┌──

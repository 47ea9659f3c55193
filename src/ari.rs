//! The ARI sum type.

use std::convert::Infallible;
use std::fmt;
use std::hash::{Hash, Hasher};
use std::ops::ControlFlow;

use crate::ari_type::AriType;
use crate::containers::{Ac, Am, ExecSet, RptSet, Tbl};
use crate::lit::{Lit, LitError, LitValue};
use crate::objpath::{ObjPath, ObjRef};
use crate::timecodec::Timespec;
use crate::visit::{visit, VisitCtx, Visitor};

/// An AMM Resource Identifier: a typed literal value or an object
/// reference.
///
/// ARIs are built bottom-up and treated as immutable once constructed;
/// codecs and comparators take shared references and never mutate.
///
/// # Examples
///
/// ```
/// use dtn_ari::{Ari, AriType};
///
/// let tagged = Ari::typed(AriType::Int, (-42i64).into()).unwrap();
/// let plain = Ari::from(true);
/// assert!(tagged.is_lit());
/// assert!(!plain.is_ref());
/// ```
#[derive(Debug, Clone, PartialEq, Eq, PartialOrd, Ord)]
pub enum Ari {
    /// A literal value.
    Lit(Lit),
    /// An object reference.
    Ref(ObjRef),
}

impl Ari {
    /// The undefined value.
    pub const UNDEFINED: Self = Self::Lit(Lit { ari_type: None, value: LitValue::Undefined });

    /// The untagged null value.
    pub const NULL: Self = Self::Lit(Lit { ari_type: None, value: LitValue::Null });

    /// Creates a tagged literal, checking the tag/value pairing.
    ///
    /// # Errors
    ///
    /// Returns [`LitError`] when the tag and value disagree; see
    /// [`Lit::typed`].
    pub fn typed(ari_type: AriType, value: LitValue) -> Result<Self, LitError> {
        Lit::typed(ari_type, value).map(Self::Lit)
    }

    /// Creates an untagged literal.
    ///
    /// # Errors
    ///
    /// Returns [`LitError`] for container values; see [`Lit::untyped`].
    pub fn untyped(value: LitValue) -> Result<Self, LitError> {
        Lit::untyped(value).map(Self::Lit)
    }

    /// Creates a TP literal from a DTN-relative time.
    #[must_use]
    pub const fn tp(value: Timespec) -> Self {
        Self::Lit(Lit { ari_type: Some(AriType::Tp), value: LitValue::Timespec(value) })
    }

    /// Creates a TD literal from a time span.
    #[must_use]
    pub const fn td(value: Timespec) -> Self {
        Self::Lit(Lit { ari_type: Some(AriType::Td), value: LitValue::Timespec(value) })
    }

    /// Returns true for the reference variant.
    #[must_use]
    pub const fn is_ref(&self) -> bool {
        matches!(self, Self::Ref(_))
    }

    /// Returns true for the literal variant.
    #[must_use]
    pub const fn is_lit(&self) -> bool {
        matches!(self, Self::Lit(_))
    }

    /// Returns true for the undefined value.
    #[must_use]
    pub const fn is_undefined(&self) -> bool {
        matches!(self, Self::Lit(Lit { value: LitValue::Undefined, .. }))
    }

    /// Returns the literal contents, if this is a literal.
    #[must_use]
    pub const fn as_lit(&self) -> Option<&Lit> {
        match self {
            Self::Lit(lit) => Some(lit),
            Self::Ref(_) => None,
        }
    }

    /// Returns the reference contents, if this is a reference.
    #[must_use]
    pub const fn as_objref(&self) -> Option<&ObjRef> {
        match self {
            Self::Ref(objref) => Some(objref),
            Self::Lit(_) => None,
        }
    }
}

impl Default for Ari {
    /// The undefined value.
    fn default() -> Self {
        Self::UNDEFINED
    }
}

impl From<Lit> for Ari {
    fn from(lit: Lit) -> Self {
        Self::Lit(lit)
    }
}

impl From<ObjRef> for Ari {
    fn from(objref: ObjRef) -> Self {
        Self::Ref(objref)
    }
}

impl From<ObjPath> for Ari {
    fn from(path: ObjPath) -> Self {
        Self::Ref(ObjRef::new(path))
    }
}

impl From<bool> for Ari {
    fn from(v: bool) -> Self {
        Self::Lit(Lit { ari_type: None, value: LitValue::Bool(v) })
    }
}

impl From<u64> for Ari {
    fn from(v: u64) -> Self {
        Self::Lit(Lit { ari_type: None, value: LitValue::Uint64(v) })
    }
}

impl From<i64> for Ari {
    fn from(v: i64) -> Self {
        Self::Lit(Lit { ari_type: None, value: LitValue::Int64(v) })
    }
}

impl From<f64> for Ari {
    fn from(v: f64) -> Self {
        Self::Lit(Lit { ari_type: None, value: LitValue::Float64(v) })
    }
}

impl From<&str> for Ari {
    fn from(v: &str) -> Self {
        Self::Lit(Lit { ari_type: None, value: LitValue::Tstr(v.to_string()) })
    }
}

impl From<String> for Ari {
    fn from(v: String) -> Self {
        Self::Lit(Lit { ari_type: None, value: LitValue::Tstr(v) })
    }
}

impl From<Vec<u8>> for Ari {
    fn from(v: Vec<u8>) -> Self {
        Self::Lit(Lit { ari_type: None, value: LitValue::Bstr(v) })
    }
}

impl From<Ac> for Ari {
    fn from(v: Ac) -> Self {
        Self::Lit(Lit { ari_type: Some(AriType::Ac), value: LitValue::Ac(v) })
    }
}

impl From<Am> for Ari {
    fn from(v: Am) -> Self {
        Self::Lit(Lit { ari_type: Some(AriType::Am), value: LitValue::Am(v) })
    }
}

impl From<Tbl> for Ari {
    fn from(v: Tbl) -> Self {
        Self::Lit(Lit { ari_type: Some(AriType::Tbl), value: LitValue::Tbl(v) })
    }
}

impl From<ExecSet> for Ari {
    fn from(v: ExecSet) -> Self {
        Self::Lit(Lit { ari_type: Some(AriType::ExecSet), value: LitValue::ExecSet(Box::new(v)) })
    }
}

impl From<RptSet> for Ari {
    fn from(v: RptSet) -> Self {
        Self::Lit(Lit { ari_type: Some(AriType::RptSet), value: LitValue::RptSet(Box::new(v)) })
    }
}

/// Bit pattern used for hashing a float: every NaN payload collapses to
/// the canonical NaN, and negative zero to positive zero, so equal values
/// hash alike.
fn canonical_f64_bits(value: f64) -> u64 {
    if value.is_nan() {
        f64::NAN.to_bits()
    } else if value == 0.0 {
        0
    } else {
        value.to_bits()
    }
}

/// Accumulates structure-dependent contributions by walking the tree.
struct HashVisitor<'a, H: Hasher> {
    state: &'a mut H,
}

impl<H: Hasher> Visitor for HashVisitor<'_, H> {
    type Break = Infallible;

    fn visit_objpath(&mut self, path: &ObjPath, _ctx: &VisitCtx<'_>) -> ControlFlow<Infallible> {
        path.hash(self.state);
        ControlFlow::Continue(())
    }

    fn visit_lit(&mut self, lit: &Lit, _ctx: &VisitCtx<'_>) -> ControlFlow<Infallible> {
        lit.ari_type.is_some().hash(self.state);
        if let Some(t) = lit.ari_type {
            t.code().hash(self.state);
        }
        if let LitValue::Tbl(tbl) = &lit.value {
            tbl.ncols.hash(self.state);
        }
        lit.prim_type().hash(self.state);
        match &lit.value {
            LitValue::Undefined | LitValue::Null => {}
            LitValue::Bool(v) => v.hash(self.state),
            LitValue::Uint64(v) => v.hash(self.state),
            LitValue::Int64(v) => v.hash(self.state),
            LitValue::Float64(v) => canonical_f64_bits(*v).hash(self.state),
            LitValue::Tstr(v) => v.hash(self.state),
            LitValue::Bstr(v) => v.hash(self.state),
            LitValue::Timespec(v) => v.hash(self.state),
            // container contents are visited separately
            LitValue::Ac(_)
            | LitValue::Am(_)
            | LitValue::Tbl(_)
            | LitValue::ExecSet(_)
            | LitValue::RptSet(_) => {}
        }
        ControlFlow::Continue(())
    }
}

impl Hash for Ari {
    fn hash<H: Hasher>(&self, state: &mut H) {
        let mut visitor = HashVisitor { state };
        // the hash visitor never breaks
        let _ = visit(self, &mut visitor);
    }
}

impl fmt::Display for Ari {
    /// The canonical text form with default encoder options.
    fn fmt(&self, f: &mut fmt::Formatter<'_>) -> fmt::Result {
        let text = crate::text::encode(self, &crate::text::EncodeOptions::default())
            .map_err(|_| fmt::Error)?;
        write!(f, "{text}")
    }
}

#[cfg(feature = "serde")]
impl serde::Serialize for Ari {
    fn serialize<S>(&self, serializer: S) -> Result<S::Ok, S::Error>
    where
        S: serde::Serializer,
    {
        let text = crate::text::encode(self, &crate::text::EncodeOptions::default())
            .map_err(serde::ser::Error::custom)?;
        serializer.serialize_str(&text)
    }
}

└──

* **PROBLEM STATEMENT**
The required output is every line above from the one with "fn from(v: i64)" down to the one with "impl From<ExecSet> for", restated word for word, ends included.

* **TASK OUTPUT**
    fn from(v: i64) -> Self {
        Self::Lit(Lit { ari_type: None, value: LitValue::Int64(v) })
    }
}

impl From<f64> for Ari {
    fn from(v: f64) -> Self {
        Self::Lit(Lit { ari_type: None, value: LitValue::Float64(v) })
    }
}

impl From<&str> for Ari {
    fn from(v: &str) -> Self {
        Self::Lit(Lit { ari_type: None, value: LitValue::Tstr(v.to_string()) })
    }
}

impl From<String> for Ari {
    fn from(v: String) -> Self {
        Self::Lit(Lit { ari_type: None, value: LitValue::Tstr(v) })
    }
}

impl From<Vec<u8>> for Ari {
    fn from(v: Vec<u8>) -> Self {
        Self::Lit(Lit { ari_type: None, value: LitValue::Bstr(v) })
    }
}

impl From<Ac> for Ari {
    fn from(v: Ac) -> Self {
        Self::Lit(Lit { ari_type: Some(AriType::Ac), value: LitValue::Ac(v) })
    }
}

impl From<Am> for Ari {
    fn from(v: Am) -> Self {
        Self::Lit(Lit { ari_type: Some(AriType::Am), value: LitValue::Am(v) })
    }
}

impl From<Tbl> for Ari {
    fn from(v: Tbl) -> Self {
        Self::Lit(Lit { ari_type: Some(AriType::Tbl), value: LitValue::Tbl(v) })
    }
}

impl From<ExecSet> for Ari {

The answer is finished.